The startup anti-pattern
Back when I was young and naive, like in 2024, I assumed that everything I’d learned a founder would apply to the current moment. After all, we did so much good early AI at Textio. While most software was stuck on workflows, Textio promised outcomes! Our customer success engineers were essentially FDEs! We built generative writing features in 2019!
But while we broke ground in many respects, in most ways, we were SaaS 101. I literally ran a bootcamp for Textios that was called “SaaS 101.” 🤣
In all seriousness, we pretty much followed the B2B playbook. Started with an MVP and expanded from there. Used content to get attention. Had a free trial, but mostly sold to enterprise executives. Promised quantitative outcomes, but stopped short of pricing our product based on those outcomes. All the metrics we cared about were SaaS metrics.
Over the last couple of years, I have looked at 1000+ AI-native companies and spent time with a couple hundred. Diving back into AI product development myself recently, I am increasingly struck by how much of what worked for us in the SaaS era is an anti-pattern now.
Companies don't buy software anymore
Back in the day, companies bought software to solve workflow problems. If you were trying to organize a bunch of customer conversations, you used a CRM where you could store all your engagement with all your customers. To help you close the books every month, you used expense reporting software where employees could upload their charges for reimbursement. If you had an operational problem, you found a piece of software to solve it.
Companies do still buy some software. But increasingly, they buy two things instead of traditional software: Tokens and outcomes.
If you want to use someone else's AI model to build your own tools, you're going to pay by the token. If you use the model a lot, you going to pay a lot. Tokens are the new unit of consumption, closer to electricity than software licenses. Rather than buying a workflow, you are buying the right to generate your own workflows on demand. The meter is always running in the background.
Most business leaders aren't building their own AI tools, though; just like before, they buy tech to solve operational problems. But instead of buying traditional tools, these days they're paying for end results, like "Cut your sales cycle in half" or "Respond to customers within 5 minutes."
By the way, outcomes are what executives wanted all along. In the past, they had to settle for tools as the best available proxy. Now they expect AI to close the deal, resolve the ticket, or flag the risk without needing a human to stitch the workflow together.
If you're bringing a B2B product to market today and you want to stay viable, you're charging for outcomes or tokens. People pay for results. And wow, do they pay; even if the unit economics are questionable, they pay.
MVPs are no longer very M
Conventional startup wisdom is that you never overbuild. You build the Minimum Viable Product: build only what you need to be able to validate your idea. As you add new functionality, you add as little as possible until you prove product-market fit for each piece.

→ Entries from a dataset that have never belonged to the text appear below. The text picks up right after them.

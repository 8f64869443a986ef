//! A growable array of `i32` that manages its own buffer.
//!
//! Pushing into a full [`IntVector`] doubles its capacity (starting from 1).
//! Popping below half the capacity halves it again. Every reallocation copies
//! the live elements into a fresh buffer and releases the old one, so the
//! vector never holds more than one allocation.
//!
//! ```
//! use int_vector::IntVector;
//!
//! let mut v = IntVector::new();
//! v.push(1);
//! v.push(2);
//! v.push(3);
//! assert_eq!(v.capacity(), 4);
//! assert_eq!(v.at(2), Ok(3));
//! assert_eq!(v.pop(), Ok(3));
//! ```

use std::fmt;
use std::ops::Deref;

use log::trace;

mod error;
pub mod policy;
mod raw;

pub use error::IntVectorError;
use raw::{RawBuffer, capacity_overflow};

pub struct IntVector {
    buf: RawBuffer,
    len: usize,
}

impl IntVector {
    /// Creates an empty vector without allocating.
    pub const fn new() -> Self {
        Self {
            buf: RawBuffer::empty(),
            len: 0,
        }
    }

    pub fn len(&self) -> usize {
        self.len
    }

    pub fn capacity(&self) -> usize {
        self.buf.capacity()
    }

    pub fn is_empty(&self) -> bool {
        self.len == 0
    }

    /// Appends `value`, growing the buffer first when it is full.
    ///
    /// # Panics
    ///
    /// Panics if the new capacity overflows. Allocation failure aborts through
    /// [`std::alloc::handle_alloc_error`].
    pub fn push(&mut self, value: i32) {
        if self.len == self.capacity() {
            let new_cap =
                policy::grown_capacity(self.capacity()).unwrap_or_else(|| capacity_overflow());
            self.adopt(RawBuffer::allocate(new_cap));
        }
        self.buf.write(self.len, value);
        self.len += 1;
    }

    /// Like [`push`](Self::push) but reports allocation problems instead of
    /// aborting. The vector is left untouched on error.
    pub fn try_push(&mut self, value: i32) -> Result<(), IntVectorError> {
        self.try_push_with(value, policy::grown_capacity)
    }

    /// `try_push` with the growth rule passed in. Nothing is modified until
    /// the new buffer exists.
    fn try_push_with(
        &mut self,
        value: i32,
        grow: impl FnOnce(usize) -> Option<usize>,
    ) -> Result<(), IntVectorError> {
        if self.len == self.capacity() {
            let new_cap = grow(self.capacity()).ok_or(IntVectorError::CapacityOverflow)?;
            self.adopt(RawBuffer::try_allocate(new_cap)?);
        }
        self.buf.write(self.len, value);
        self.len += 1;
        Ok(())
    }

    /// Removes and returns the last element.
    ///
    /// Once fewer than half of the slots are in use the buffer is halved, see
    /// [`policy::shrunk_capacity`].
    pub fn pop(&mut self) -> Result<i32, IntVectorError> {
        let Some(&value) = self.as_slice().last() else {
            return Err(IntVectorError::Empty);
        };
        self.len -= 1;

        if let Some(new_cap) = policy::shrunk_capacity(self.len, self.capacity()) {
            self.adopt(RawBuffer::allocate(new_cap));
        }
        Ok(value)
    }

    /// Bounds-checked read.
    pub fn at(&self, index: usize) -> Result<i32, IntVectorError> {
        self.as_slice()
            .get(index)
            .copied()
            .ok_or(IntVectorError::IndexOutOfRange { index, len: self.len })
    }

    /// Reads `index` without a bounds check.
    ///
    /// `v[i]` and [`at`](Self::at) are both checked; this is the only
    /// unchecked read path.
    ///
    /// # Safety
    ///
    /// `index` must be less than [`len`](Self::len).
    pub unsafe fn get_unchecked(&self, index: usize) -> i32 {
        // SAFETY: upheld by the caller.
        unsafe { *self.as_slice().get_unchecked(index) }
    }

    /// Forgets every element but keeps the allocation for reuse.
    pub fn clear(&mut self) {
        self.len = 0;
    }

    pub fn as_slice(&self) -> &[i32] {
        // SAFETY: slots `[0, len)` are written by `push` before `len` covers them
        // and carried over by every reallocation.
        unsafe { self.buf.prefix(self.len) }
    }

    pub fn iter(&self) -> std::slice::Iter<'_, i32> {
        self.as_slice().iter()
    }

    /// Moves the live elements into `fresh` and releases the old buffer.
    fn adopt(&mut self, mut fresh: RawBuffer) {
        trace!(
            "reallocating int vector: capacity {} -> {}, copying {} elements",
            self.capacity(),
            fresh.capacity(),
            self.len
        );
        fresh.copy_prefix_from(&self.buf, self.len);
        self.buf = fresh;
    }
}

impl Default for IntVector {
    fn default() -> Self {
        Self::new()
    }
}

/// The copy keeps the source's capacity and owns a separate buffer.
impl Clone for IntVector {
    fn clone(&self) -> Self {
        let mut buf = RawBuffer::allocate(self.capacity());
        buf.copy_prefix_from(&self.buf, self.len);
        Self { buf, len: self.len }
    }
}

impl Deref for IntVector {
    type Target = [i32];

    fn deref(&self) -> &[i32] {
        self.as_slice()
    }
}

impl fmt::Debug for IntVector {
    fn fmt(&self, f: &mut fmt::Formatter<'_>) -> fmt::Result {
        f.debug_list().entries(self.iter()).finish()
    }
}

impl PartialEq for IntVector {
    fn eq(&self, other: &Self) -> bool {
        self.as_slice() == other.as_slice()
    }
}

impl Eq for IntVector {}

impl Extend<i32> for IntVector {
    fn extend<I: IntoIterator<Item = i32>>(&mut self, iter: I) {
        for value in iter {
            self.push(value);
        }
    }
}

impl FromIterator<i32> for IntVector {
    fn from_iter<I: IntoIterator<Item = i32>>(iter: I) -> Self {
        let mut v = Self::new();
        v.extend(iter);
        v
    }
}

impl<'a> IntoIterator for &'a IntVector {
    type Item = &'a i32;
    type IntoIter = std::slice::Iter<'a, i32>;

    fn into_iter(self) -> Self::IntoIter {
        self.iter()
    }
}

#[cfg(test)]
mod tests;
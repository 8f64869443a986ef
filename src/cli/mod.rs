use std::io::Write;

use anyhow::{Context, Result};
use clap::{Parser, Subcommand};
use log::LevelFilter;

use crate::demo::{self, AreaDemo, VectorDemo};

/// Environment variable that overrides the log filter derived from `-v`/`-q`.
pub const LOG_ENV: &str = "INTVEC_LOG";

#[derive(Parser, Debug)]
#[command(name = "intvec")]
#[command(version, about = "Run the int vector, matrix and area exercises", long_about = None)]
pub struct Cli {
    #[command(subcommand)]
    pub command: Command,

    /// Set verbose level
    #[arg(short, long, action = clap::ArgAction::Count, global = true)]
    pub verbose: u8,

    /// Only log errors
    #[arg(short, long, global = true, conflicts_with = "verbose")]
    pub quiet: bool,
}

#[derive(Subcommand, Debug)]
pub enum Command {
    /// Push values into an IntVector, pop, then copy it
    Vector {
        /// Values to push
        #[arg(value_name = "VALUE", allow_negative_numbers = true, default_values_t = [10, 20, 30])]
        values: Vec<i32>,

        /// Number of elements to pop before copying
        #[arg(short, long, default_value_t = 1)]
        pops: usize,

        /// Print len and capacity after each step
        #[arg(long)]
        show_capacity: bool,
    },

    /// Add, subtract and multiply the two sample 3x3 matrices
    Matrix,

    /// Compute rectangle, square and circle areas
    Area {
        #[arg(long, default_value_t = 5.0)]
        length: f64,

        #[arg(long, default_value_t = 3.0)]
        width: f64,

        #[arg(long, default_value_t = 4.0)]
        side: f64,

        #[arg(long, default_value_t = 2.0)]
        radius: f64,
    },
}

impl Cli {
    pub fn parse_args() -> Self {
        Self::parse()
    }

    pub fn log_filter(&self) -> LevelFilter {
        if self.quiet {
            return LevelFilter::Error;
        }
        match self.verbose {
            0 => LevelFilter::Warn,
            1 => LevelFilter::Info,
            2 => LevelFilter::Debug,
            _ => LevelFilter::Trace,
        }
    }
}

impl Command {
    /// Runs the selected demo, writing its report to `out`.
    pub fn run<W: Write>(&self, out: &mut W) -> Result<()> {
        match self {
            Command::Vector {
                values,
                pops,
                show_capacity,
            } => {
                let config = VectorDemo {
                    values: values.clone(),
                    pops: *pops,
                    show_capacity: *show_capacity,
                };
                demo::vector_demo(out, &config).context("Vector demo failed")
            }
            Command::Matrix => demo::matrix_demo(out).context("Matrix demo failed"),
            &Command::Area {
                length,
                width,
                side,
                radius,
            } => {
                let config = AreaDemo {
                    length,
                    width,
                    side,
                    radius,
                };
                demo::area_demo(out, &config).context("Area demo failed")
            }
        }
    }
}
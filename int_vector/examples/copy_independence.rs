use int_vector::IntVector;
use std::thread;

fn main() {
    println!("--- Copy Independence Example ---");
    let original: IntVector = (1..=4).collect();
    let mut copy = original.clone();

    copy.push(5);
    copy.pop().unwrap();
    copy.pop().unwrap();

    println!("Original: {:?} (cap {})", original, original.capacity());
    println!("Copy:     {:?} (cap {})", copy, copy.capacity());
    assert_eq!(original.as_slice(), &[1, 2, 3, 4]);

    // The copy owns its buffer and can move to another thread on its own.
    let handle = thread::spawn(move || {
        copy.push(100);
        copy
    });
    let copy = handle.join().unwrap();
    println!("Copy back from thread: {:?}", copy);
    println!("Original untouched: {:?}", original);
}
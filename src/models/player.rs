//! Player reference entity.
//!
//! Players are immutable reference data owned by the external player
//! directory; the core never creates or mutates them, it only links
//! match participants to them.

use serde::{Deserialize, Serialize};

use super::PlayerId;

/// A player known to the tracker.
#[derive(Debug, Clone, Serialize, Deserialize)]
pub struct Player {
    /// Directory-assigned numeric identifier
    pub id: PlayerId,

    /// Full name
    pub name: String,

    /// Optional avatar reference (URL or asset key)
    pub avatar: Option<String>,
}

impl Player {
    pub fn new(id: PlayerId, name: String) -> Self {
        Self {
            id,
            name,
            avatar: None,
        }
    }

    /// Builder method to set the avatar reference.
    pub fn with_avatar(mut self, avatar: String) -> Self {
        self.avatar = Some(avatar);
        self
    }
}
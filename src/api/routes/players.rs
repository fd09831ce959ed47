use axum::extract::{Path, Query, State};
use axum::Json;
use serde::{Deserialize, Serialize};

use crate::api::state::AppState;
use crate::api::{ApiError, Pagination, PaginationMeta};
use crate::calculate::{aggregate_player_stats, rank_by_win_rate};
use crate::models::{AggregatedPlayerStats, Player, PlayerId};
use crate::storage::{read_matches, read_players};

// ── Player List ─────────────────────────────────────────────────

#[derive(Debug, Deserialize)]
pub struct ListParams {
    pub page: Option<u32>,
    pub page_size: Option<u32>,
}

#[derive(Debug, Serialize)]
pub struct PlayerListResponse {
    pub players: Vec<Player>,
    pub pagination: PaginationMeta,
}

pub async fn list_players(
    State(state): State<AppState>,
    Query(params): Query<ListParams>,
) -> Result<Json<PlayerListResponse>, ApiError> {
    let players = read_players(&state.storage)?;
    let pagination = Pagination::new(params.page, params.page_size);
    let meta = PaginationMeta::new(&pagination, players.len() as u32);

    Ok(Json(PlayerListResponse {
        players: pagination.slice(players),
        pagination: meta,
    }))
}

// ── Per-Player Stats ────────────────────────────────────────────

pub async fn player_stats(
    State(state): State<AppState>,
    Path(id): Path<i64>,
) -> Result<Json<AggregatedPlayerStats>, ApiError> {
    let player_id = PlayerId(id);
    let players = read_players(&state.storage)?;
    if !players.iter().any(|p| p.id == player_id) {
        return Err(ApiError::NotFound(format!("player {}", id)));
    }

    let matches = read_matches(&state.storage)?;
    Ok(Json(aggregate_player_stats(player_id, &matches)))
}

// ── Top Players ─────────────────────────────────────────────────

#[derive(Debug, Deserialize)]
pub struct TopParams {
    pub min_matches: Option<u32>,
    pub limit: Option<usize>,
}

#[derive(Debug, Serialize)]
pub struct TopPlayerEntry {
    pub player_id: PlayerId,
    pub name: Option<String>,
    pub total_matches: u32,
    pub wins: u32,
    pub losses: u32,
    pub win_rate: f64,
}

#[derive(Debug, Serialize)]
pub struct TopPlayersResponse {
    pub min_matches: u32,
    pub players: Vec<TopPlayerEntry>,
}

const DEFAULT_MIN_MATCHES: u32 = 3;
const DEFAULT_TOP_LIMIT: usize = 10;

pub async fn top_players(
    State(state): State<AppState>,
    Query(params): Query<TopParams>,
) -> Result<Json<TopPlayersResponse>, ApiError> {
    let min_matches = params.min_matches.unwrap_or(DEFAULT_MIN_MATCHES).max(1);
    let limit = params.limit.unwrap_or(DEFAULT_TOP_LIMIT);

    let players = read_players(&state.storage)?;
    let matches = read_matches(&state.storage)?;

    let aggregates: Vec<AggregatedPlayerStats> = players
        .iter()
        .map(|p| aggregate_player_stats(p.id, &matches))
        .collect();

    let entries = rank_by_win_rate(&aggregates, min_matches, limit)
        .into_iter()
        .map(|stats| TopPlayerEntry {
            player_id: stats.player_id,
            name: players
                .iter()
                .find(|p| p.id == stats.player_id)
                .map(|p| p.name.clone()),
            total_matches: stats.total_matches,
            wins: stats.wins,
            losses: stats.losses,
            win_rate: stats.win_rate,
        })
        .collect();

    Ok(Json(TopPlayersResponse {
        min_matches,
        players: entries,
    }))
}
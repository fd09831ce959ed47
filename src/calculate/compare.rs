//! Two-player comparison orchestration.
//!
//! Composes the aggregates of two players into a single result for the
//! presentation layer. Formatting stays out of here; rows carry raw values,
//! the render kind, and better/worse flags.

use std::collections::BTreeMap;

use serde::{Deserialize, Serialize};

use crate::models::{AggregatedPlayerStats, MatchFormat, PlayerId, Surface, WinLossRecord};

use super::format::{compare_metric, MetricFlags, MetricKind};

/// A surface or format bucket paired across both players. Missing keys are
/// zero-filled during union.
#[derive(Debug, Clone, Copy, Default, PartialEq, Serialize, Deserialize)]
pub struct BucketPair {
    pub player1: WinLossRecord,
    pub player2: WinLossRecord,
}

/// One paired metric with its tie-break direction and highlight flags.
#[derive(Debug, Clone, Serialize)]
pub struct MetricRow {
    pub name: &'static str,
    pub kind: MetricKind,
    pub player1: f64,
    pub player2: f64,
    pub higher_is_better: bool,
    pub flags: MetricFlags,
}

/// Full comparison of two selected players.
#[derive(Debug, Clone, Serialize)]
pub struct PlayerComparison {
    pub player1: PlayerId,
    pub player2: PlayerId,
    pub surfaces: BTreeMap<Surface, BucketPair>,
    pub formats: BTreeMap<MatchFormat, BucketPair>,
    pub metrics: Vec<MetricRow>,
}

/// Outcome of a comparison request. `Incomplete` is the sentinel for a
/// missing selection; the caller renders a prompt instead of stats.
#[derive(Debug, Clone, Serialize)]
#[serde(tag = "status", rename_all = "snake_case")]
pub enum ComparisonResult {
    Incomplete,
    Complete(PlayerComparison),
}

/// Union two bucket maps, synthesizing an all-zero record for whichever
/// side is missing a key.
pub fn union_buckets<K: Ord + Copy>(
    a: &BTreeMap<K, WinLossRecord>,
    b: &BTreeMap<K, WinLossRecord>,
) -> BTreeMap<K, BucketPair> {
    let mut union = BTreeMap::new();
    for (&key, &record) in a {
        union.insert(
            key,
            BucketPair {
                player1: record,
                player2: b.get(&key).copied().unwrap_or_default(),
            },
        );
    }
    for (&key, &record) in b {
        union.entry(key).or_insert(BucketPair {
            player1: WinLossRecord::default(),
            player2: record,
        });
    }
    union
}

type MetricExtractor = fn(&AggregatedPlayerStats) -> f64;

/// Per-metric comparison policy: name, render kind, tie-break direction,
/// and how to pull the value from an aggregate.
const METRIC_POLICY: &[(&str, MetricKind, bool, MetricExtractor)] = &[
    ("wins", MetricKind::Integer, true, |s| s.wins as f64),
    ("losses", MetricKind::Integer, false, |s| s.losses as f64),
    ("win_rate", MetricKind::Percentage, true, |s| s.win_rate),
    ("aces", MetricKind::Decimal, true, |s| s.technical.aces),
    ("double_faults", MetricKind::Decimal, false, |s| {
        s.technical.double_faults
    }),
    ("winners_per_match", MetricKind::Decimal, true, |s| {
        s.technical.winners_per_match
    }),
    ("unforced_errors_per_match", MetricKind::Decimal, false, |s| {
        s.technical.unforced_errors_per_match
    }),
    ("net_success_rate", MetricKind::Percentage, true, |s| {
        s.technical.net_success_rate
    }),
];

/// Compare two players' aggregates.
///
/// Either selection absent yields the `Incomplete` sentinel; no partial
/// computation is attempted.
pub fn compare_players(
    player1: Option<&AggregatedPlayerStats>,
    player2: Option<&AggregatedPlayerStats>,
) -> ComparisonResult {
    let (p1, p2) = match (player1, player2) {
        (Some(a), Some(b)) => (a, b),
        _ => return ComparisonResult::Incomplete,
    };

    let metrics = METRIC_POLICY
        .iter()
        .map(|&(name, kind, higher_is_better, extract)| {
            let a = extract(p1);
            let b = extract(p2);
            MetricRow {
                name,
                kind,
                player1: a,
                player2: b,
                higher_is_better,
                flags: compare_metric(a, b, higher_is_better),
            }
        })
        .collect();

    ComparisonResult::Complete(PlayerComparison {
        player1: p1.player_id,
        player2: p2.player_id,
        surfaces: union_buckets(&p1.by_surface, &p2.by_surface),
        formats: union_buckets(&p1.by_format, &p2.by_format),
        metrics,
    })
}
//! # Courtside
//!
//! A local tennis match tracker with on-demand statistics.
//!
//! ## Architecture
//!
//! - **models**: Core data structures (matches, players, technical stats)
//! - **calculate**: Derived statistics, head-to-head, and comparison engine
//! - **storage**: JSONL match corpus on the local filesystem
//! - **api**: REST API endpoints
//! - **config**: Configuration loading and validation
//!
//! All derived statistics are pure functions of the match corpus: they are
//! recomputed on every request and never stored.

pub mod api;
pub mod calculate;
pub mod config;
pub mod models;
pub mod storage;

pub use models::*;
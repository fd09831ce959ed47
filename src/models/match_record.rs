//! Match record model.
//!
//! A match is the unit of raw input: surface, format, the final result for
//! the tracked side, and the ordered participants with their optional
//! per-match technical snapshots.

use chrono::{DateTime, NaiveDate, Utc};
use serde::{Deserialize, Serialize};
use std::fmt;

use super::{EntityId, MatchId, ParticipantId, PlayerId, TechnicalStats};

/// Court surface. Unexpected or missing values fall into `Unknown` so the
/// aggregator can bucket them under the literal key `"Unknown"`.
#[derive(Debug, Clone, Copy, PartialEq, Eq, Hash, PartialOrd, Ord, Serialize, Deserialize)]
pub enum Surface {
    #[serde(alias = "hard")]
    Hard,
    #[serde(alias = "clay")]
    Clay,
    #[serde(alias = "grass")]
    Grass,
    #[serde(alias = "carpet")]
    Carpet,
    #[serde(other)]
    Unknown,
}

impl fmt::Display for Surface {
    fn fmt(&self, f: &mut fmt::Formatter<'_>) -> fmt::Result {
        let name = match self {
            Surface::Hard => "Hard",
            Surface::Clay => "Clay",
            Surface::Grass => "Grass",
            Surface::Carpet => "Carpet",
            Surface::Unknown => "Unknown",
        };
        write!(f, "{}", name)
    }
}

/// Match format.
#[derive(Debug, Clone, Copy, PartialEq, Eq, Hash, PartialOrd, Ord, Serialize, Deserialize)]
pub enum MatchFormat {
    #[serde(alias = "singles")]
    Singles,
    #[serde(alias = "doubles")]
    Doubles,
}

impl fmt::Display for MatchFormat {
    fn fmt(&self, f: &mut fmt::Formatter<'_>) -> fmt::Result {
        let name = match self {
            MatchFormat::Singles => "Singles",
            MatchFormat::Doubles => "Doubles",
        };
        write!(f, "{}", name)
    }
}

/// Final result recorded for the tracked side of a match.
///
/// Anything other than "win" or "loss" deserializes as `Unrecognized` and is
/// excluded from win/loss tallies while still counting toward totals.
#[derive(Debug, Clone, Copy, PartialEq, Eq, Serialize, Deserialize)]
#[serde(rename_all = "lowercase")]
pub enum MatchOutcome {
    Win,
    Loss,
    #[serde(other)]
    Unrecognized,
}

/// Side of the net a participant is recorded on.
#[derive(Debug, Clone, Copy, PartialEq, Eq, Serialize, Deserialize)]
pub enum Side {
    A,
    B,
}

impl Side {
    pub fn opposite(&self) -> Side {
        match self {
            Side::A => Side::B,
            Side::B => Side::A,
        }
    }
}

/// One player (or partner) appearing in a match.
#[derive(Debug, Clone, Serialize, Deserialize)]
pub struct MatchParticipant {
    /// Unique identifier within the corpus
    pub id: ParticipantId,

    /// Side of the net
    pub side: Side,

    /// True if this participant belongs to the side the match result is
    /// recorded for (the subject player or their partner)
    pub tracked: bool,

    /// Display name as entered at match time
    pub display_name: String,

    /// Link to the player directory, when resolved
    pub player_id: Option<PlayerId>,

    /// Per-match technical snapshot, when one was recorded
    pub stats: Option<TechnicalStats>,
}

impl MatchParticipant {
    /// Create a new participant with auto-generated ID.
    pub fn new(match_id: &MatchId, side: Side, display_name: String) -> Self {
        let side_str = match side {
            Side::A => "A",
            Side::B => "B",
        };
        let id = EntityId::generate(&[match_id.as_str(), side_str, &display_name]);

        Self {
            id,
            side,
            tracked: false,
            display_name,
            player_id: None,
            stats: None,
        }
    }

    /// Builder method to mark this participant as being on the tracked side.
    pub fn tracked(mut self) -> Self {
        self.tracked = true;
        self
    }

    /// Builder method to link the player directory entry.
    pub fn with_player(mut self, player_id: PlayerId) -> Self {
        self.player_id = Some(player_id);
        self
    }

    /// Builder method to attach a technical snapshot.
    pub fn with_stats(mut self, stats: TechnicalStats) -> Self {
        self.stats = Some(stats);
        self
    }
}

/// A recorded match.
#[derive(Debug, Clone, Serialize, Deserialize)]
pub struct MatchRecord {
    /// Unique identifier (derived from date + surface + format)
    pub id: MatchId,

    /// Date the match was played, when known
    pub date: Option<NaiveDate>,

    /// Court surface
    pub surface: Surface,

    /// Singles or doubles
    pub format: MatchFormat,

    /// Final result for the tracked side
    pub result: Option<MatchOutcome>,

    /// Free-text score line (e.g., "6-4 3-6 7-5")
    pub score: Option<String>,

    /// Participants, in recorded order
    pub participants: Vec<MatchParticipant>,

    /// When this record was created
    pub created_at: DateTime<Utc>,
}

impl MatchRecord {
    /// Create a new MatchRecord with auto-generated ID.
    pub fn new(date: Option<NaiveDate>, surface: Surface, format: MatchFormat) -> Self {
        let date_str = date.map(|d| d.to_string()).unwrap_or_default();
        let id = EntityId::generate(&[&date_str, &surface.to_string(), &format.to_string()]);

        Self {
            id,
            date,
            surface,
            format,
            result: None,
            score: None,
            participants: Vec::new(),
            created_at: Utc::now(),
        }
    }

    /// Builder method to set the tracked-side result.
    pub fn with_result(mut self, result: MatchOutcome) -> Self {
        self.result = Some(result);
        self
    }

    /// Builder method to set the score line.
    pub fn with_score(mut self, score: String) -> Self {
        self.score = Some(score);
        self
    }

    /// Add participants and regenerate the ID to include their names.
    pub fn with_participants(mut self, participants: Vec<MatchParticipant>) -> Self {
        let date_str = self.date.map(|d| d.to_string()).unwrap_or_default();
        let names: Vec<&str> = participants
            .iter()
            .map(|p| p.display_name.as_str())
            .collect();
        let mut fields: Vec<&str> = vec![&date_str];
        let surface = self.surface.to_string();
        let format = self.format.to_string();
        fields.push(&surface);
        fields.push(&format);
        fields.extend(names);
        self.id = EntityId::generate(&fields);
        self.participants = participants;
        self
    }

    /// The side the result is recorded for, from the first tracked
    /// participant. `None` when no participant is tracked.
    pub fn tracked_side(&self) -> Option<Side> {
        self.participants.iter().find(|p| p.tracked).map(|p| p.side)
    }

    /// Which side won, resolved from the tracked side and the recorded
    /// result. `None` for missing or unrecognized results.
    pub fn winner_side(&self) -> Option<Side> {
        let tracked = self.tracked_side()?;
        match self.result? {
            MatchOutcome::Win => Some(tracked),
            MatchOutcome::Loss => Some(tracked.opposite()),
            MatchOutcome::Unrecognized => None,
        }
    }

    /// Find the participant linked to the given player.
    pub fn participant_for(&self, player: PlayerId) -> Option<&MatchParticipant> {
        self.participants
            .iter()
            .find(|p| p.player_id == Some(player))
    }
}
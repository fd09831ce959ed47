use std::sync::Arc;

use crate::storage::StorageConfig;

/// Shared handler state. The corpus itself is re-read from JSONL per
/// request; derived statistics hold no server-side state.
#[derive(Clone)]
pub struct AppState {
    pub storage: Arc<StorageConfig>,
}

impl AppState {
    pub fn new(storage: StorageConfig) -> Self {
        Self {
            storage: Arc::new(storage),
        }
    }
}
use axum::extract::{Query, State};
use axum::Json;
use serde::Deserialize;

use crate::api::state::AppState;
use crate::api::ApiError;
use crate::calculate::{self, aggregate_player_stats, compare_players, ComparisonResult};
use crate::models::{HeadToHeadRecord, PlayerId};
use crate::storage::read_matches;

#[derive(Debug, Deserialize)]
pub struct CompareParams {
    pub player1: Option<i64>,
    pub player2: Option<i64>,
}

/// Compare two players. An unselected player yields the incomplete
/// sentinel rather than an error, so the view can prompt for a selection.
pub async fn compare(
    State(state): State<AppState>,
    Query(params): Query<CompareParams>,
) -> Result<Json<ComparisonResult>, ApiError> {
    let matches = read_matches(&state.storage)?;

    let stats1 = params
        .player1
        .map(|id| aggregate_player_stats(PlayerId(id), &matches));
    let stats2 = params
        .player2
        .map(|id| aggregate_player_stats(PlayerId(id), &matches));

    Ok(Json(compare_players(stats1.as_ref(), stats2.as_ref())))
}

#[derive(Debug, Deserialize)]
pub struct HeadToHeadParams {
    pub player1: i64,
    pub player2: i64,
}

pub async fn head_to_head(
    State(state): State<AppState>,
    Query(params): Query<HeadToHeadParams>,
) -> Result<Json<HeadToHeadRecord>, ApiError> {
    if params.player1 == params.player2 {
        return Err(ApiError::BadRequest(
            "player1 and player2 must differ".to_string(),
        ));
    }

    let matches = read_matches(&state.storage)?;
    Ok(Json(calculate::head_to_head(
        PlayerId(params.player1),
        PlayerId(params.player2),
        &matches,
    )))
}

That made sense in a pre-AI world. But these days, building is no longer the bottleneck. You can create something that delivers end-to-end outcomes much faster than before. Since customers are mainly buying from you based on those outcomes (see above!), they expect things that deliver out of the gate.
MVP thinking is still useful. But now, minimum viability is purely about the scenarios you light up and not about the features you build.
Consumer is the new B2B
In the old world, decisions about buying business software were mostly made in top-down, centralized ways. Yes, some products offered freemium options and credit card billing. But for business-critical software, companies generally bought site licenses from the top.
But now, it is the standard for AI products to offer free or cheap options to consumers. Many people side-load powerful AI capabilities to their personal work stack. Token-based pricing means that AI companies never need to sell site licenses to make a whole lot of money from business products. The more people use AI products, the more they pay as individuals. It adds up fast.
The bottom line: The structures from five years ago are gone and they aren't coming back. That said, AI GTM hasn't settled into durable patterns yet. We still have a lot to figure out. It is a learner's moment.
If you grew up professionally in high-growth SaaS companies, the most useful thing you learned is still the most important: learning how to learn.